DIRECTIONS FOR THIS TASK: In the data that follows, every line containing the word "CampaignContact" should be returned.

--- --- ---

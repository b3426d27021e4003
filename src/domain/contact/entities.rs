use chrono::{DateTime, Utc};
use serde::{Deserialize, Serialize};
use uuid::Uuid;

use super::import_contact::{ImportContact, PersonalizationFields};

/// A person unique by phone number, independent of any campaign
#[derive(Debug, Serialize, Deserialize, Clone, PartialEq, Eq)]
pub struct GlobalContact {
    pub id: Uuid,
    pub first_name: String,
    pub last_name: String,
    pub phone_number: String,
    pub created_at: DateTime<Utc>,
}

/// Campaign-scoped call state of a linked contact
#[derive(Debug, Serialize, Deserialize, Clone, Copy, PartialEq, Eq, Default)]
#[serde(rename_all = "snake_case")]
pub enum LinkStatus {
    #[default]
    Pending,
    Called,
    Completed,
    Failed,
}

impl LinkStatus {
    pub fn as_str(&self) -> &'static str {
        match self {
            LinkStatus::Pending => "pending",
            LinkStatus::Called => "called",
            LinkStatus::Completed => "completed",
            LinkStatus::Failed => "failed",
        }
    }

    pub fn parse(value: &str) -> Option<Self> {
        match value.trim().to_ascii_lowercase().as_str() {
            "pending" => Some(LinkStatus::Pending),
            "called" => Some(LinkStatus::Called),
            "completed" => Some(LinkStatus::Completed),
            "failed" => Some(LinkStatus::Failed),
            _ => None,
        }
    }
}

impl std::fmt::Display for LinkStatus {
    fn fmt(&self, f: &mut std::fmt::Formatter<'_>) -> std::fmt::Result {
        write!(f, "{}", self.as_str())
    }
}

/// A campaign-contact link joined with the contact it points at
#[derive(Debug, Serialize, Deserialize, Clone, PartialEq, Eq)]
pub struct CampaignContact {
    pub id: Uuid,
    pub campaign_id: String,
    pub contact_id: Uuid,
    pub first_name: String,
    pub last_name: String,
    pub phone_number: String,
    pub status: LinkStatus,
    #[serde(default)]
    pub personalization_fields: PersonalizationFields,
    pub created_at: DateTime<Utc>,
}

impl CampaignContact {
    /// Render as an import row, for review lists that mix both shapes
    pub fn to_import_contact(&self) -> ImportContact {
        ImportContact {
            first_name: self.first_name.clone(),
            last_name: self.last_name.clone(),
            phone_number: self.phone_number.clone(),
            personalization_fields: (!self.personalization_fields.is_empty())
                .then(|| self.personalization_fields.clone()),
            row_number: None,
        }
    }
}

#[derive(Debug, Deserialize, Clone, PartialEq, Eq)]
pub struct NewContact {
    pub first_name: String,
    pub last_name: String,
    pub phone_number: String,
}

impl From<&ImportContact> for NewContact {
    fn from(c: &ImportContact) -> Self {
        Self {
            first_name: c.first_name.clone(),
            last_name: c.last_name.clone(),
            phone_number: c.phone_number.clone(),
        }
    }
}

#[derive(Debug, Deserialize, Clone, PartialEq, Eq)]
pub struct NewCampaignLink {
    pub campaign_id: String,
    pub contact_id: Uuid,
    pub status: LinkStatus,
    pub personalization_fields: PersonalizationFields,
}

--- --- ---

ANSWER BELOW:
pub struct CampaignContact {
impl CampaignContact {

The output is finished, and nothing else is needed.